N° R.G. Cour : N° RG 23/09440 - N° Portalis DBVX-V-B7H-PLPT

COUR D'APPEL DE LYON

JURIDICTION DU PREMIER PRESIDENT

ORDONNANCE DU 20 Janvier 2026

contestations

d'honoraires

DEMANDEUR :

M. [O] [T]

[Adresse 3]

[Localité 1]

Représenté par Me Claire BILLARD ROBIN substituant Me Giulia RIBONI FERET, avocat au barreau de LYON (toque 3719)

DEFENDEUR :

Me [I] [Z]

[Adresse 2]

[Localité 4]

non comparante, ni représentée à l'audience

Audience de plaidoiries du 18 Novembre 2025

DEBATS : audience publique du 18 Novembre 2025 tenue par Albane GUILLARD, Conseiller à la cour d'appel de Lyon, délégataire du Premier Président dans les fonctions qui lui sont spécialement attribuées selon ordonnance du 1er septembre 2025, assistée de Sylvie NICOT, Greffier.

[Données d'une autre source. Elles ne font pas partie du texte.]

//! CLI definitions using clap.

use std::path::PathBuf;

use clap::builder::NonEmptyStringValueParser;
use clap::{Args, Parser, Subcommand};
use clap_complete::Shell as CompletionShell;
use modulo::util::ColorChoice;

/// Modulo - a local package manager for C/C++ projects
///
/// Global options go before the command so that everything after
/// `compile <compiler>` reaches the compiler untouched.
#[derive(Parser)]
#[command(name = "modulo")]
#[command(author, version, about, long_about = None)]
#[command(disable_help_subcommand = true)]
pub struct Cli {
    /// Enable verbose output
    #[arg(short, long)]
    pub verbose: bool,

    /// Only print warnings and errors
    #[arg(short, long, conflicts_with = "verbose")]
    pub quiet: bool,

    /// Coloring: auto, always, never
    #[arg(long, value_name = "WHEN", default_value = "auto")]
    pub color: ColorChoice,

    /// Base directory for installed packages (defaults to ~/.modulo)
    #[arg(long, env = "MODULO_HOME", value_name = "DIR")]
    pub home: Option<PathBuf>,

    /// Registry document (defaults to ./registry.json)
    #[arg(long, env = "MODULO_REGISTRY", value_name = "FILE")]
    pub registry: Option<PathBuf>,

    #[command(subcommand)]
    pub command: Commands,
}

#[derive(Subcommand)]
pub enum Commands {
    /// Create cpkg.json in the current directory
    Init(InitArgs),

    /// Download and install a package from the registry
    Install(InstallArgs),

    /// Add a dependency to cpkg.json
    Add(AddArgs),

    /// Remove a dependency from cpkg.json
    Remove(RemoveArgs),

    /// List the dependencies in cpkg.json
    List,

    /// Compile the project against its installed dependencies
    Compile(CompileArgs),

    /// Show commands and available packages
    Help,

    /// Search the registry for packages
    Search(SearchArgs),

    /// Generate shell completions
    Completions(CompletionsArgs),
}

#[derive(Args)]
pub struct InitArgs {
    /// Project name
    #[arg(value_parser = NonEmptyStringValueParser::new())]
    pub name: String,
}

#[derive(Args)]
pub struct InstallArgs {
    /// Package name as listed in the registry
    pub name: String,
}

#[derive(Args)]
pub struct AddArgs {
    /// Package name
    pub name: String,
}

#[derive(Args)]
pub struct RemoveArgs {
    /// Package name
    pub name: String,
}

#[derive(Args)]
pub struct CompileArgs {
    /// Compiler to use: msvc, g++, clang++
    pub compiler: String,

    /// Print the command instead of running it
    #[arg(long)]
    pub dry_run: bool,

    /// Extra arguments passed to the compiler verbatim
    #[arg(trailing_var_arg = true, allow_hyphen_values = true)]
    pub args: Vec<String>,
}

#[derive(Args)]
pub struct SearchArgs {
    /// Substring to match against package names
    pub query: Option<String>,
}

#[derive(Args)]
pub struct CompletionsArgs {
    /// Shell to generate completions for
    #[arg(value_enum)]
    pub shell: CompletionShell,
}
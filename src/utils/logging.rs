use std::{path::Path, sync::LazyLock};

use anyhow::Result;
use tracing::level_filters::LevelFilter;
use tracing_appender::rolling::Rotation;
use tracing_subscriber::fmt::{format::FmtSpan, writer::MakeWriterExt};

pub const CLI_PREFIX: &str = "cli";
pub const HOST_PREFIX: &str = "host";

pub fn enable_logging(
    prefix: &str,
    application_data_path: &Path,
    log_level: Option<LevelFilter>,
    show_std: bool,
) -> Result<()> {
    let appender = tracing_appender::rolling::Builder::new()
        .rotation(Rotation::DAILY)
        .max_log_files(5)
        .filename_prefix(prefix)
        .build(application_data_path.join("logs"))?;

    // stdout carries the native messaging channel, so console output has to go
    // through stderr.
    let stderr = std::io::stderr.with_filter(move |_| show_std);

    let level = log_level
        .map(|v| v.to_string())
        .unwrap_or_else(|| std::env::var("RUST_LOG").unwrap_or_else(|_| "debug".into()));

    tracing_subscriber::fmt()
        .with_env_filter(tracing_subscriber::EnvFilter::new(format!(
            "{}={level}",
            env!("CARGO_PKG_NAME").replace("-", "_"),
        )))
        .with_span_events(FmtSpan::CLOSE)
        .with_writer(stderr.and(appender))
        .pretty()
        .init();
    Ok(())
}

pub static TEST_LOGGING: LazyLock<()> = LazyLock::new(|| {
    tracing_subscriber::fmt()
        .with_max_level(LevelFilter::TRACE)
        .with_test_writer()
        .pretty()
        .init()
});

ORDONNANCE : contradictoire

prononcée le 20 Janvier 2026 par mise à disposition de l'ordonnance au greffe de la cour, les parties ayant été préalablement avisées dans les conditions prévues au deuxième alinéa de l'article 450 du code de procédure civile;

signée par Albane GUILLARD, Conseillère et Sylvie NICOT, Greffier, auquel la minute de la décision a été remise par le magistrat signataire.

''''

EXPOSE DU LITIGE

M. [O] [T] a pris contact avec Maître [I] [Z] dans le cadre d'une procédure initiée à la requête de la SASU Varotel devant le tribunal judiciiare de Draguignan selon assignation en date du 26 septembre 2019.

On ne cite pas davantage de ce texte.